The content of this article was relevant at the time of publishing. Circumstances change continuously and caution should therefore be exercised when relying upon any content contained within this article.

You’re reading a free article with opinions that may differ from The Motley Fool’s Premium Investing Services. Become a Motley Fool member today to get instant access to our top analyst recommendations, in-depth research, investing resources, and more. Learn More.

The Royal Mail (LSE:RMG) share price has almost doubled in the last 12 months. But recently, it’s started to move a bit flat. It seems investors have been patiently waiting for the next set of results to see whether the business remains on track. Last week these results were released. And the investor response was once again fairly lacklustre. Let’s take a closer look at what the firm has been up to.

The Royal Mail share price versus earnings

For a lot of businesses, the pandemic decimated operations and revenue streams. But in the case of Royal Mail, the management team was able to take advantage of the situation. With lockdown restrictions forcing individuals to stay at home, online shopping was the only viable option for retail therapy. That meant a lot more parcels needed delivering and this company was more than happy to oblige.

The surge in demand for parcels delivery appears to be one of the primary catalysts behind Royal Mail’s rapid share price growth last year. So, I can see why some investors may be disappointed to see total parcels revenue growing by a mediocre 0.1% over the previous five months.

However, I think it’s worth remembering that 2020 was an exceptional year. And when considering that parcels revenue is up by 33% since 2019, these numbers start to look more attractive. At least, that’s what I think.

When including the performance of its GLS division, total revenue for the interim period rose by a respectable 8.2% compared to a year ago. And in turn, management expects operating profits for the first half of its 2022 fiscal year to come in between £395m and £400m. That is substantially higher than pre-pandemic income levels.

Needless to say, this is good news. So why is the Royal Mail share price still trending downward?

Risk of slowing growth

Looking at the performance of the two most recent months, July and August, there are some troubling signs. The volume of parcels deliveries actually fell by 9%. Management is placing the blame on seasonality. However, there remains a lot of short-term uncertainty about delivery demand now that the pandemic is slowly coming to an end.

Suppose this slowdown in growth were to continue? In that case, the Royal Mail share price gains made earlier this year could soon be reversed. After all, last year’s upward momentum was being driven by shareholder expectations of future growth.

The Royal Mail share price has its risks

The bottom line

As a long-term investor, these short-term issues aren’t overly concerning to me. But they’re definitely worth keeping an eye on.

Current trends continue to show e-commerce slowly becoming a more prominent method of buying things. And as more people rely on online shopping, the need for parcel delivery services like Royal Mail isn’t likely to disappear. With that in mind, I believe the Royal Mail share price can continue to climb higher over the long term, despite the recent signs of a slowdown.

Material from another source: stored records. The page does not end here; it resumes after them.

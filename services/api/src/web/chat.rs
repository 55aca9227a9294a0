//! services/api/src/web/chat.rs
//!
//! HTTP surface for the daily chat: opening today's conversation and sending
//! a message. Handlers resolve the client's calendar day, then run the flow
//! in a detached task so a dropped connection cannot abandon a half-finished
//! write sequence.

use axum::{
    extract::{Extension, State},
    http::{HeaderMap, StatusCode},
    response::IntoResponse,
    Json,
};
use chrono::{DateTime, Local, NaiveDate, Utc};
use serde::{Deserialize, Serialize};
use std::sync::Arc;
use tracing::error;
use utoipa::ToSchema;
use uuid::Uuid;

use verse_companion_core::domain::{DailyVerse, Message};
use verse_companion_core::ports::PortError;

use crate::web::chat_flow::{self, DailyChat, Exchange};
use crate::web::state::AppState;

/// Clients send their local calendar day here so "today" follows the user's
/// timezone, not the server's.
pub const CLIENT_DATE_HEADER: &str = "x-client-date";

/// The calendar day this request belongs to.
///
/// Reads `x-client-date` as `YYYY-MM-DD`; a missing or malformed header falls
/// back to the server's local date.
fn effective_today(headers: &HeaderMap) -> NaiveDate {
    headers
        .get(CLIENT_DATE_HEADER)
        .and_then(|value| value.to_str().ok())
        .and_then(|value| NaiveDate::parse_from_str(value.trim(), "%Y-%m-%d").ok())
        .unwrap_or_else(|| Local::now().date_naive())
}

fn port_error_response(e: PortError, action: &str) -> (StatusCode, String) {
    match e {
        PortError::NotFound(msg) => (StatusCode::NOT_FOUND, msg),
        PortError::Conflict(msg) => (StatusCode::CONFLICT, msg),
        PortError::Unauthorized => (StatusCode::UNAUTHORIZED, "Unauthorized".to_string()),
        PortError::Unexpected(msg) => {
            error!("{} failed: {}", action, msg);
            (StatusCode::INTERNAL_SERVER_ERROR, format!("{} failed", action))
        }
    }
}

//=========================================================================================
// Request/Response Types
//=========================================================================================

#[derive(Serialize, ToSchema)]
pub struct VersePayload {
    pub reference: String,
    pub text: String,
    pub translation: String,
    pub assigned_date: NaiveDate,
}

impl From<DailyVerse> for VersePayload {
    fn from(verse: DailyVerse) -> Self {
        Self {
            reference: verse.reference,
            text: verse.text,
            translation: verse.translation,
            assigned_date: verse.assigned_date,
        }
    }
}

#[derive(Serialize, ToSchema)]
pub struct MessagePayload {
    pub id: Uuid,
    pub content: String,
    pub role: String,
    pub created_at: DateTime<Utc>,
    pub conversation_date: NaiveDate,
}

impl From<Message> for MessagePayload {
    fn from(message: Message) -> Self {
        Self {
            id: message.id,
            content: message.content,
            role: message.role.as_str().to_string(),
            created_at: message.created_at,
            conversation_date: message.conversation_date,
        }
    }
}

#[derive(Serialize, ToSchema)]
pub struct DailyChatResponse {
    pub verse: VersePayload,
    pub current_streak: u32,
    pub messages: Vec<MessagePayload>,
}

impl From<DailyChat> for DailyChatResponse {
    fn from(chat: DailyChat) -> Self {
        Self {
            verse: chat.verse.into(),
            current_streak: chat.current_streak,
            messages: chat.messages.into_iter().map(MessagePayload::from).collect(),
        }
    }
}

#[derive(Deserialize, ToSchema)]
pub struct SendMessageRequest {
    pub content: String,
}

#[derive(Serialize, ToSchema)]
pub struct ExchangeResponse {
    pub user_message: MessagePayload,
    pub assistant_message: MessagePayload,
}

impl From<Exchange> for ExchangeResponse {
    fn from(exchange: Exchange) -> Self {
        Self {
            user_message: exchange.user_message.into(),
            assistant_message: exchange.assistant_message.into(),
        }
    }
}

//=========================================================================================
// Handlers
//=========================================================================================

/// POST /chat/today - Open today's chat: verse of the day, streak, transcript
#[utoipa::path(
    post,
    path = "/chat/today",
    params(
        ("x-client-date" = Option<String>, Header, description = "Client's local day as YYYY-MM-DD")
    ),
    responses(
        (status = 200, description = "Today's chat", body = DailyChatResponse),
        (status = 401, description = "Not authenticated"),
        (status = 500, description = "Internal server error")
    )
)]
pub async fn open_today_handler(
    State(state): State<Arc<AppState>>,
    Extension(user_id): Extension<Uuid>,
    headers: HeaderMap,
) -> Result<impl IntoResponse, (StatusCode, String)> {
    let today = effective_today(&headers);

    // Detached so a client disconnect cannot cancel the verse assignment or
    // the streak write mid-sequence.
    let task = tokio::spawn({
        let state = state.clone();
        async move {
            chat_flow::open_today(state.db.as_ref(), state.verses.as_ref(), user_id, today).await
        }
    });

    let chat = task
        .await
        .map_err(|e| {
            error!("Daily chat task failed to complete: {:?}", e);
            (
                StatusCode::INTERNAL_SERVER_ERROR,
                "Failed to open today's chat".to_string(),
            )
        })?
        .map_err(|e| port_error_response(e, "Opening today's chat"))?;

    Ok(Json(DailyChatResponse::from(chat)))
}

/// POST /chat/messages - Send a message and receive the reflection reply
#[utoipa::path(
    post,
    path = "/chat/messages",
    request_body = SendMessageRequest,
    params(
        ("x-client-date" = Option<String>, Header, description = "Client's local day as YYYY-MM-DD")
    ),
    responses(
        (status = 200, description = "The stored user and assistant messages", body = ExchangeResponse),
        (status = 400, description = "Empty message"),
        (status = 401, description = "Not authenticated"),
        (status = 500, description = "Internal server error")
    )
)]
pub async fn send_message_handler(
    State(state): State<Arc<AppState>>,
    Extension(user_id): Extension<Uuid>,
    headers: HeaderMap,
    Json(req): Json<SendMessageRequest>,
) -> Result<impl IntoResponse, (StatusCode, String)> {
    if req.content.trim().is_empty() {
        return Err((
            StatusCode::BAD_REQUEST,
            "Message content must not be empty".to_string(),
        ));
    }

    let today = effective_today(&headers);

    let task = tokio::spawn({
        let state = state.clone();
        async move {
            chat_flow::send_message(
                state.db.as_ref(),
                state.verses.as_ref(),
                state.reflection.as_ref(),
                user_id,
                today,
                &req.content,
            )
            .await
        }
    });

    let exchange = task
        .await
        .map_err(|e| {
            error!("Send message task failed to complete: {:?}", e);
            (
                StatusCode::INTERNAL_SERVER_ERROR,
                "Failed to send message".to_string(),
            )
        })?
        .map_err(|e| port_error_response(e, "Sending a message"))?;

    Ok(Json(ExchangeResponse::from(exchange)))
}

#[cfg(test)]
mod tests {
    use super::*;
    use axum::http::HeaderValue;

    #[test]
    fn client_date_header_sets_the_day() {
        let mut headers = HeaderMap::new();
        headers.insert(CLIENT_DATE_HEADER, HeaderValue::from_static("2024-05-01"));
        assert_eq!(
            effective_today(&headers),
            NaiveDate::from_ymd_opt(2024, 5, 1).unwrap()
        );
    }

    #[test]
    fn malformed_or_missing_header_falls_back_to_local_today() {
        let local_today = Local::now().date_naive();

        assert_eq!(effective_today(&HeaderMap::new()), local_today);

        let mut headers = HeaderMap::new();
        headers.insert(CLIENT_DATE_HEADER, HeaderValue::from_static("05/01/2024"));
        assert_eq!(effective_today(&headers), local_today);
    }

    #[test]
    fn message_payload_serializes_roles_as_strings() {
        use verse_companion_core::domain::MessageRole;

        let message = Message {
            id: Uuid::new_v4(),
            user_id: Uuid::new_v4(),
            content: "hello".to_string(),
            role: MessageRole::Assistant,
            created_at: Utc::now(),
            conversation_date: NaiveDate::from_ymd_opt(2024, 5, 1).unwrap(),
        };
        let payload = MessagePayload::from(message);
        assert_eq!(payload.role, "assistant");
    }
}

Zaven Boyrazian has no position in any of the shares mentioned. The Motley Fool UK has no position in any of the shares mentioned. Views expressed on the companies mentioned in this article are those of the writer and therefore may differ from the official recommendations we make in our subscription services such as Share Advisor, Hidden Winners and Pro. Here at The Motley Fool we believe that considering a diverse range of insights makes us better investors.

More on Investing Articles

UK financial background: share prices and stock graph overlaid on an image of the Union Jack
Investing Articles

New to investing in the stock market? Here’s how to try to beat the Martin Lewis method!

Martin Lewis is now talking about stock market investing. Index funds are great, but going beyond them can yield amazing…

Read more »

Passive income text with pin graph chart on business table
Investing Articles

This superb passive income star now has a dividend yield of 10.4%!

This standout passive income gem now generates an annual dividend return higher than the ‘magic’ 10% figure, and consensus forecasts…

Read more »

Young woman working at modern office. Technical price graph and indicator, red and green candlestick chart and stock trading computer screen background.
Investing Articles

£5,000 invested in Tesco shares on 1 January 2025 is now worth…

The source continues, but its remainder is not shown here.